Lorsque vous avez rajouté du Loxen à mon Coversyl … Puis prescrit du Xatral et du Fludex… Vous ne vous êtes aucunement mis en cause dans les raisons de la montée de ma tension… Ni posé les bonnes questions.
Le stress que vous avez généré n’étai-il pas à l’origine de cette brusque montée ?
Alors, je n’ai pas pris ce médicament…
Et oui !
J’ai encore ma tête et la maîtrise de mon corps et de mes choix.
Et horreur !
Le surlendemain, ma tension était revenue à la normale !
13 /8
Etonnant non ? !
Quant à remplacer Gyndelta en gélules (500mg.) par Urisanol
en stick (36mg.) ???
Vous n’avez certainement pas du regarder ni la composition … Ni les prix !
Idem pour la suppression du Ditropan, incompréhensible après vos assertions d’incontinence…
Votre rêve était de me faire un bilan uro-dynamique… Raté !
Votre déni des capacités de travail collectif de mes Neuro… Médecin traitant … Médecin acupuncteur … Kiné s… Kiné Ostéopathe … Orthophoniste… De mon compagnon et de moi-même … Sont à la mesure de votre Ego !
« Pédalage » Vous savez, la petite machine, avec moteur, qui vous permet de pédaler, faire fonctionner vos muscles, sans trop forcer et se fatiguer… Et ben une après midi, la kiné. vient me chercher et me proposer de m’y mettre…
Que du bonheur…
Et j’entame doucettement mon chemin.
Moins de dix minutes …
Elle survint en me disant « il faut laisser la place aux autres » ???
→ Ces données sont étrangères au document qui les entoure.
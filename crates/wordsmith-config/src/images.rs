use std::path::PathBuf;

use serde::{Deserialize, Serialize};

fn default_enabled() -> bool {
    true
}

fn default_url_template() -> String {
    "https://loremflickr.com/320/240/{word}".to_string()
}

fn default_output_dir() -> PathBuf {
    PathBuf::from("downloads")
}

fn default_timeout_seconds() -> u64 {
    60
}

#[derive(Debug, Serialize, Deserialize, Clone)]
#[serde(default)]
pub struct ImageConfig {
    #[serde(default = "default_enabled")]
    pub enabled: bool,
    /// `{word}` is replaced by the word key
    #[serde(default = "default_url_template")]
    pub url_template: String,
    #[serde(default = "default_output_dir")]
    pub output_dir: PathBuf,
    #[serde(default = "default_timeout_seconds")]
    pub timeout_seconds: u64,
}

impl Default for ImageConfig {
    fn default() -> Self {
        Self {
            enabled: default_enabled(),
            url_template: default_url_template(),
            output_dir: default_output_dir(),
            timeout_seconds: default_timeout_seconds(),
        }
    }
}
Personne n’attend … Et… Personne sur les autres machines…
« Mais il n’y a personne ! »
La réponse est lapidaire : « c’est moi qui décide ! »
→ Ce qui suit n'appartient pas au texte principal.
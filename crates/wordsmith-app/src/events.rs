use std::io::Write;
use std::sync::Arc;

use clap::{Parser, Subcommand};
use wordsmith_core::{LoadStatus, QuizSession, WordRecord};

use crate::state::AppState;

pub mod add_word;
pub mod quiz;
pub mod vocabulary;

use add_word::handle_add_word;
use quiz::{handle_quiz_input, start_quiz};
use vocabulary::{handle_clear, handle_list, handle_remove, handle_show};

#[derive(Debug, Clone, PartialEq, Eq, Subcommand)]
pub enum Command {
    /// Look up a word and add it to the vocabulary
    Add {
        #[arg(required = true, num_args = 1..)]
        word: Vec<String>,
        /// Replace the stored record if the word is already known
        #[arg(long)]
        overwrite: bool,
    },
    /// Show a stored word
    Show {
        #[arg(required = true, num_args = 1..)]
        word: Vec<String>,
    },
    /// List stored words with their first definition
    List,
    /// Remove a word
    #[command(alias = "delete")]
    Remove {
        #[arg(required = true, num_args = 1..)]
        word: Vec<String>,
    },
    /// Remove every word
    Clear,
    /// Multiple-choice quiz over the stored words
    Quiz,
    /// Interactive shell (default)
    Shell,
    /// Leave the shell
    #[command(alias = "exit")]
    Quit,
}

/// One line typed into the shell
#[derive(Debug, Parser)]
#[command(no_binary_name = true, disable_version_flag = true)]
struct ShellLine {
    #[command(subcommand)]
    command: Command,
}

#[derive(Debug, Clone, Copy, PartialEq, Eq)]
pub enum Flow {
    Continue,
    Quit,
}

/// Line-oriented front end over the app state.
///
/// Outside a quiz every line is a [`Command`]; during a quiz lines are answers.
pub struct Shell {
    state: Arc<AppState>,
    quiz: Option<QuizSession>,
    /// Leave once the running quiz ends
    quit_after_quiz: bool,
}

impl Shell {
    pub fn new(state: Arc<AppState>) -> Self {
        Self {
            state,
            quiz: None,
            quit_after_quiz: false,
        }
    }

    pub fn in_quiz(&self) -> bool {
        self.quiz.is_some()
    }

    pub fn prompt(&self) -> &'static str {
        if self.in_quiz() { "answer> " } else { "> " }
    }

    /// Message about a corrupt or missing store, shown once at start
    pub fn load_notice(&self) -> Option<String> {
        match self.state.store.last_load_status() {
            LoadStatus::Corrupt(reason) => Some(format!(
                "Warning: vocabulary at {} could not be read ({reason}); starting with an empty list",
                self.state.store.location()
            )),
            LoadStatus::Loaded | LoadStatus::Missing => None,
        }
    }

    pub async fn handle_line<W: Write + Send>(&mut self, line: &str, out: &mut W) -> anyhow::Result<Flow> {
        if let Some(session) = self.quiz.as_mut() {
            let finished = handle_quiz_input(session, line, out)?;
            if finished {
                self.quiz = None;
                if self.quit_after_quiz {
                    return Ok(Flow::Quit);
                }
            }
            return Ok(Flow::Continue);
        }

        let line = line.trim();
        if line.is_empty() {
            return Ok(Flow::Continue);
        }

        match ShellLine::try_parse_from(line.split_whitespace()) {
            Ok(parsed) => self.run_command(parsed.command, out).await,
            Err(e) => {
                write!(out, "{}", e.render())?;
                Ok(Flow::Continue)
            }
        }
    }

    pub async fn run_command<W: Write + Send>(&mut self, command: Command, out: &mut W) -> anyhow::Result<Flow> {
        tracing::debug!("Command: {:?}", command);

        match command {
            Command::Add { word, overwrite } => {
                handle_add_word(&self.state, &word.join(" "), overwrite, out).await?;
            }
            Command::Show { word } => handle_show(&self.state, &word.join(" "), out)?,
            Command::List => handle_list(&self.state, out)?,
            Command::Remove { word } => handle_remove(&self.state, &word.join(" "), out)?,
            Command::Clear => handle_clear(&self.state, out)?,
            Command::Quiz => {
                self.quiz = start_quiz(&self.state, out)?;
                if self.quiz.is_none() && self.quit_after_quiz {
                    return Ok(Flow::Quit);
                }
            }
            Command::Shell => writeln!(out, "Already in the shell")?,
            Command::Quit => return Ok(Flow::Quit),
        }

        Ok(Flow::Continue)
    }

    /// Start a quiz and leave the shell when it is over
    pub async fn run_quiz_only<W: Write + Send>(&mut self, out: &mut W) -> anyhow::Result<Flow> {
        self.quit_after_quiz = true;
        self.run_command(Command::Quiz, out).await
    }
}

/// Text block for one stored word
pub fn render_record(record: &WordRecord, image: Option<&std::path::Path>) -> String {
    let mut text = format!("Word: {}\n", record.word());
    text.push_str(&format!("Phonetic: {}\n\n", record.phonetic()));

    text.push_str("Definitions:\n");
    for definition in record.definitions() {
        text.push_str(&format!("- {definition}\n"));
    }

    if !record.examples().is_empty() {
        text.push_str("\nExamples:\n");
        for example in record.examples() {
            text.push_str(&format!("- {example}\n"));
        }
    }

    if !record.synonyms().is_empty() {
        text.push_str(&format!("\nSynonyms: {}\n", record.synonyms().join(", ")));
    }

    if !record.antonyms().is_empty() {
        text.push_str(&format!("Antonyms: {}\n", record.antonyms().join(", ")));
    }

    if let Some(image) = image {
        text.push_str(&format!("Image: {}\n", image.display()));
    }

    text
}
« Barres parallèles » J’avais juste envie de voir si je tenais debout … Et faire, essayer de faire un tout petit essai, un tout petit pas … En connaissant lucidement les difficultés et l’effort nécessaire. (Tout petit pas … Pour l’humanité… Mais immense pour moi)
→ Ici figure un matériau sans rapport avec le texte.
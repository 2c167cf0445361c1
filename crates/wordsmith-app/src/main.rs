use std::io::Write;
use std::path::PathBuf;
use std::sync::Arc;

use clap::Parser;
use tokio::signal;
use tracing_subscriber::EnvFilter;

pub mod controller;
pub mod events;
pub mod io;
pub mod profile;
pub mod state;

use self::controller::AppController;
use self::events::{Command, Flow, Shell};
use self::state::AppState;


#[derive(Debug, Parser)]
#[command(name = "wordsmith", version, about = "Personal vocabulary trainer")]
struct Cli {
    /// JSON config file (defaults to ./wordsmith.json when present)
    #[arg(long, global = true)]
    config: Option<PathBuf>,

    /// Vocabulary file, overrides the config
    #[arg(long, global = true)]
    store: Option<PathBuf>,

    /// Log as JSON
    #[arg(long, global = true)]
    json: bool,

    #[command(subcommand)]
    command: Option<Command>,
}

fn init_tracing(json: bool) {
    let filter = EnvFilter::try_from_default_env().unwrap_or_else(|_| EnvFilter::new("info"));
    let builder = tracing_subscriber::fmt()
        .with_env_filter(filter)
        .with_writer(std::io::stderr)
        .with_ansi(atty::is(atty::Stream::Stderr));

    if json {
        builder.json().init();
    } else {
        builder.init();
    }
}

fn main() -> anyhow::Result<()> {
    dotenvy::dotenv().ok();
    let cli = Cli::parse();
    init_tracing(cli.json);

    let runtime = tokio::runtime::Runtime::new()?;
    let result = runtime.block_on(run(cli));
    // The stdin reader may still be parked in a blocking read
    runtime.shutdown_background();

    result
}

async fn run(cli: Cli) -> anyhow::Result<()> {
    let mut config = profile::load_config(cli.config.as_deref())?;
    if let Some(store) = cli.store {
        config.store.path = store;
    }

    let state = Arc::new(AppState::from_config(config)?);
    let mut shell = Shell::new(state);

    if let Some(notice) = shell.load_notice() {
        eprintln!("{notice}");
    }

    match cli.command.unwrap_or(Command::Shell) {
        Command::Shell => run_shell(shell).await,
        Command::Quiz => {
            let mut buf = Vec::new();
            let flow = shell.run_quiz_only(&mut buf).await?;
            std::io::stdout().write_all(&buf)?;
            if flow == Flow::Quit {
                return Ok(());
            }
            run_shell(shell).await
        }
        command => {
            let mut buf = Vec::new();
            shell.run_command(command, &mut buf).await?;
            std::io::stdout().write_all(&buf)?;
            Ok(())
        }
    }
}

async fn run_shell(shell: Shell) -> anyhow::Result<()> {
    let interactive = atty::is(atty::Stream::Stdin);
    if interactive {
        println!("Type 'help' for commands, 'quit' to leave.");
    }

    let controller = AppController::new();
    let mut tasks = controller.spawn_tasks(shell, interactive);

    loop {
        tokio::select! {
            _ = signal::ctrl_c() => {
                tracing::info!("Shutdown requested");
                controller.shutdown();
            }
            result = tasks.join_next() => {
                match result {
                    Some(Ok(Ok(()))) => controller.shutdown(),
                    Some(Ok(Err(e))) => {
                        controller.shutdown();
                        return Err(e);
                    }
                    Some(Err(e)) => {
                        controller.shutdown();
                        anyhow::bail!("task panicked: {e}");
                    }
                    None => break,
                }
            }
        }
    }

    Ok(())
}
« Vous ne remarcherez jamais … Vous n’y arriverez pas … »
Je craque … Normal !
« M’effondre » moralement
Et retombe sur le fauteuil.
« Vous voyez ! Je vous l’avais bien dit ! »
« Piscine de rééducation »
Scène 1
« Vous ne pouvez pas en faire tant que vous avez une infection urinaire »
Analyses … Et bien sur … Pas d’infection !
Scène 2
« Vous ne pouvez pas en faire tant que vous êtes incontinente »
Mis à part les deux premiers jours d’adaptation à la structure …. Aucune incontinence ! Ni miction impérieuse ! Je peux me retenir un long moment Je sens parfaitement lorsque j’en ai envie … Et peut attendre une bonne demi heure.
D’ailleurs, aucun traitement contre cette saleté induite chez tant de sclérosés. On m’a même supprimé, quelques jours auparavant, le peu de « Ditropan » que je prenais pour réguler ma vessie.
Ce n’est pas parce que, dans mon sac de voyage, j’ai des couches anti-fuites que je suis obligatoirement incontinente…
Ne marchant pas …
Je n’ai pas toujours les moyens d’avoir une personne disponible dans les temps … Et ces couches sont ma sécurité « intellectuelle » !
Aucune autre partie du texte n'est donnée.